Alzheimer Brain Scans

Amyloid PET Scans for Alzheimer's Disease

Amyvid logo

Precision Imaging was the first radiology center in Maryland to offer and perform the new Amyvid brain PET scan. The Amyvid scan is the first FDA approved in vivo test for the detection of the β-amyloid plaques that are deposited in the brains of patients suffering from Alzheimer's disease. The FDA has subsequently approved two other PET scans for the detection of β-amyloid plaques: Neuraceq and Vizamyl. Precision Imaging uses the Amyvid and Neuraceq PET scans.

Neuraceq logo

The introduction of the Amyvid scan is an important breakthrough in the detection of Alzheimer's disease. Studies show that Amyvid is likely to detect the presence of β-amyloid plaques in the brain earlier and more accurately than any other brain imaging study —even before the patient develops any symptoms of Alzheimer's disease! Early and accurate diagnosis will be important in clinical efforts at slowing down the progression of this disease, and eventually in developing an effective treatment.
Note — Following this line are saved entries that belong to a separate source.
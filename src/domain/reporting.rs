//! Health and statistics aggregation over the cluster repositories

use std::collections::BTreeMap;

use tracing::{debug, warn};

use crate::cluster_client::{CacheAdminRepository, CacheStatisticsRepository};
use crate::domain::models::{
    CacheHost, CacheHostHealth, CacheServiceStatus, CacheStatistics, ClusterHealth, Counter,
    CounterSample, HostEndpoint, Statistics, DEFAULT_CACHE_PORT,
};
use crate::errors::AppError;

/// Cluster health with each host's live service status.
///
/// When the health command itself fails the live host list stands in, so the
/// console still sees every host (without named-cache detail).
pub async fn cluster_health(admin: &dyn CacheAdminRepository) -> Result<ClusterHealth, AppError> {
    let mut health = match admin.cluster_health().await {
        Ok(health) => health,
        Err(err) => {
            warn!(error = %err, "cluster health unavailable, falling back to host list");
            let hosts = admin.cache_hosts(None).await?;
            ClusterHealth {
                hosts: hosts
                    .into_iter()
                    .map(|host| CacheHostHealth {
                        host_name: host.host_name,
                        status: CacheServiceStatus::Unknown,
                        named_caches: Vec::new(),
                    })
                    .collect(),
                unallocated_named_caches: Vec::new(),
            }
        }
    };

    for host in &mut health.hosts {
        let endpoint = HostEndpoint::new(host.host_name.clone(), DEFAULT_CACHE_PORT);
        host.status = match admin.cache_hosts(Some(&endpoint)).await {
            Ok(live) => live_status(&live, &host.host_name),
            Err(err) => {
                debug!(host = %endpoint, error = %err, "host status lookup failed");
                CacheServiceStatus::Unknown
            }
        };
    }

    Ok(health)
}

fn live_status(live: &[CacheHost], host_name: &str) -> CacheServiceStatus {
    live.iter()
        .find(|host| host.host_name.eq_ignore_ascii_case(host_name))
        .map(|host| host.status)
        .unwrap_or_default()
}

pub async fn host_statistics(
    stats: &dyn CacheStatisticsRepository,
    host: &HostEndpoint,
) -> Result<Option<Statistics>, AppError> {
    let samples = stats.host_samples(host).await?;
    if samples.is_empty() {
        return Ok(None);
    }

    Ok(Some(Statistics {
        instance_name: host.host_name.clone(),
        counters: sum_by_counter(&samples),
    }))
}

pub async fn cache_statistics(
    admin: &dyn CacheAdminRepository,
    stats: &dyn CacheStatisticsRepository,
    cache_name: &str,
) -> Result<Option<CacheStatistics>, AppError> {
    let hosts = admin
        .cache_hosts(None)
        .await?
        .into_iter()
        .map(|host| host.host_name)
        .collect::<Vec<_>>();
    let samples = stats.cache_samples(cache_name, &hosts).await?;

    Ok(group_cache_samples(cache_name, &samples))
}

/// Batch form used by the RPC tools: a host whose counters cannot be read is
/// left out of the result.
pub async fn host_statistics_batch(
    stats: &dyn CacheStatisticsRepository,
    hosts: &[HostEndpoint],
) -> Vec<Statistics> {
    let mut result = Vec::with_capacity(hosts.len());
    for host in hosts {
        match host_statistics(stats, host).await {
            Ok(Some(statistics)) => result.push(statistics),
            Ok(None) => debug!(host = %host, "no counter samples for host"),
            Err(err) => warn!(host = %host, error = %err, "host statistics failed"),
        }
    }
    result
}

pub async fn cache_statistics_batch(
    admin: &dyn CacheAdminRepository,
    stats: &dyn CacheStatisticsRepository,
    cache_names: &[String],
) -> Vec<CacheStatistics> {
    let mut result = Vec::with_capacity(cache_names.len());
    for cache_name in cache_names {
        match cache_statistics(admin, stats, cache_name).await {
            Ok(Some(statistics)) => result.push(statistics),
            Ok(None) => debug!(cache = %cache_name, "no counter samples for cache"),
            Err(err) => warn!(cache = %cache_name, error = %err, "cache statistics failed"),
        }
    }
    result
}

pub fn group_cache_samples(cache_name: &str, samples: &[CounterSample]) -> Option<CacheStatistics> {
    if samples.is_empty() {
        return None;
    }

    let mut by_host: BTreeMap<String, Vec<CounterSample>> = BTreeMap::new();
    for sample in samples {
        by_host
            .entry(sample.machine_name.clone())
            .or_default()
            .push(sample.clone());
    }

    Some(CacheStatistics {
        instance_name: cache_name.to_string(),
        counters: sum_by_counter(samples),
        counters_by_host: by_host
            .into_iter()
            .map(|(host, samples)| (host, sum_by_counter(&samples)))
            .collect(),
    })
}

/// Sums samples per counter name, keeping the order in which names first appear.
pub fn sum_by_counter(samples: &[CounterSample]) -> Vec<Counter> {
    let mut counters: Vec<Counter> = Vec::new();
    for sample in samples {
        match counters
            .iter_mut()
            .find(|counter| counter.name.eq_ignore_ascii_case(&sample.counter_name))
        {
            Some(counter) => counter.value += sample.value,
            None => counters.push(Counter::new(sample.counter_name.clone(), sample.value)),
        }
    }
    counters
}

#[cfg(test)]
mod tests {
    use super::*;
    use crate::domain::fakes::{host, sample, FakeCluster};
    use crate::domain::models::{NamedCacheHealth, UnallocatedNamedCache};

    #[tokio::test]
    async fn health_takes_live_status_and_defaults_unknown() {
        let cluster = FakeCluster {
            hosts: vec![host("cache01", CacheServiceStatus::Up)],
            health: Some(ClusterHealth {
                hosts: vec![
                    CacheHostHealth {
                        host_name: "CACHE01".to_string(),
                        status: CacheServiceStatus::Unknown,
                        named_caches: vec![NamedCacheHealth {
                            name: "default".to_string(),
                            healthy: 1.0,
                            ..Default::default()
                        }],
                    },
                    CacheHostHealth {
                        host_name: "cache02".to_string(),
                        ..Default::default()
                    },
                ],
                unallocated_named_caches: vec![UnallocatedNamedCache {
                    name: "orders".to_string(),
                    fraction: 0.25,
                }],
            }),
            ..Default::default()
        };

        let health = cluster_health(&cluster).await.expect("health");

        assert_eq!(health.hosts[0].status, CacheServiceStatus::Up);
        assert_eq!(health.hosts[1].status, CacheServiceStatus::Unknown);
        assert_eq!(health.unallocated_named_caches.len(), 1);
    }

    #[tokio::test]
    async fn health_falls_back_to_host_list_when_command_fails() {
        let cluster = FakeCluster {
            hosts: vec![
                host("cache01", CacheServiceStatus::Up),
                host("cache02", CacheServiceStatus::Down),
            ],
            health: None,
            ..Default::default()
        };

        let health = cluster_health(&cluster).await.expect("fallback health");

        assert_eq!(health.hosts.len(), 2);
        assert_eq!(health.hosts[1].status, CacheServiceStatus::Down);
        assert!(health.hosts.iter().all(|host| host.named_caches.is_empty()));
    }

    #[test]
    fn groups_cache_samples_by_host_and_sums_totals() {
        let stats = group_cache_samples(
            "orders",
            &[
                sample("hostA", "Gets", 10.0),
                sample("hostB", "Gets", 20.0),
                sample("hostA", "Misses", 1.0),
            ],
        )
        .expect("statistics");

        assert_eq!(stats.instance_name, "orders");
        assert_eq!(stats.counters, vec![Counter::new("Gets", 30.0), Counter::new("Misses", 1.0)]);
        assert_eq!(stats.counters_by_host["hostA"].len(), 2);
        assert_eq!(stats.counters_by_host["hostB"], vec![Counter::new("Gets", 20.0)]);
        assert!(group_cache_samples("orders", &[]).is_none());
    }

    #[tokio::test]
    async fn host_batch_drops_failed_and_empty_hosts() {
        let cluster = FakeCluster {
            host_samples: vec![sample("cache01", "Total Object Count", 5.0)],
            ..Default::default()
        };

        let stats = host_statistics_batch(
            &cluster,
            &[
                HostEndpoint::new("cache01", DEFAULT_CACHE_PORT),
                HostEndpoint::new("broken", DEFAULT_CACHE_PORT),
                HostEndpoint::new("idle", DEFAULT_CACHE_PORT),
            ],
        )
        .await;

        assert_eq!(stats.len(), 1);
        assert_eq!(stats[0].instance_name, "cache01");
    }

    #[tokio::test]
    async fn cache_statistics_sample_every_live_host() {
        let cluster = FakeCluster {
            hosts: vec![host("hostA", CacheServiceStatus::Up)],
            cache_samples: vec![sample("hostA", "Gets", 4.0), sample("hostB", "Gets", 6.0)],
            ..Default::default()
        };

        let stats = cache_statistics_batch(&cluster, &cluster, &["orders".to_string()]).await;

        assert_eq!(stats.len(), 1);
        assert_eq!(stats[0].counters, vec![Counter::new("Gets", 4.0)]);
    }
}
Why Choose Precision Imaging?

In June 2012 Precision Imaging performed the first clinical Amyvid brain PET scan in the state of Maryland. This "first" for Precision Imaging reflects our determination to pursue cutting-edge medical technology and bring it to clinical practice --right here, locally, in Montgomery county, Maryland.

As part of our involvement in medical research studies on Alzheimer's Disease, we have performed many a dozen amyloid brain PET scans with the radiotracers Amyvid (florbetapir) and now also Neuraceq (florbetaben). Florbetapir was acquired by the Eli Lilly pharmaceutical company in 2010, and was recently approved by the FDA for clinical use in patients, under the trade name Amyvid. Amyvid and Neuraceq are the two main FDA-approved studies for in-vivo detection of β-amyloid neuritic plaques in the brain --one of the hallmarks of Alzheimer's Disease.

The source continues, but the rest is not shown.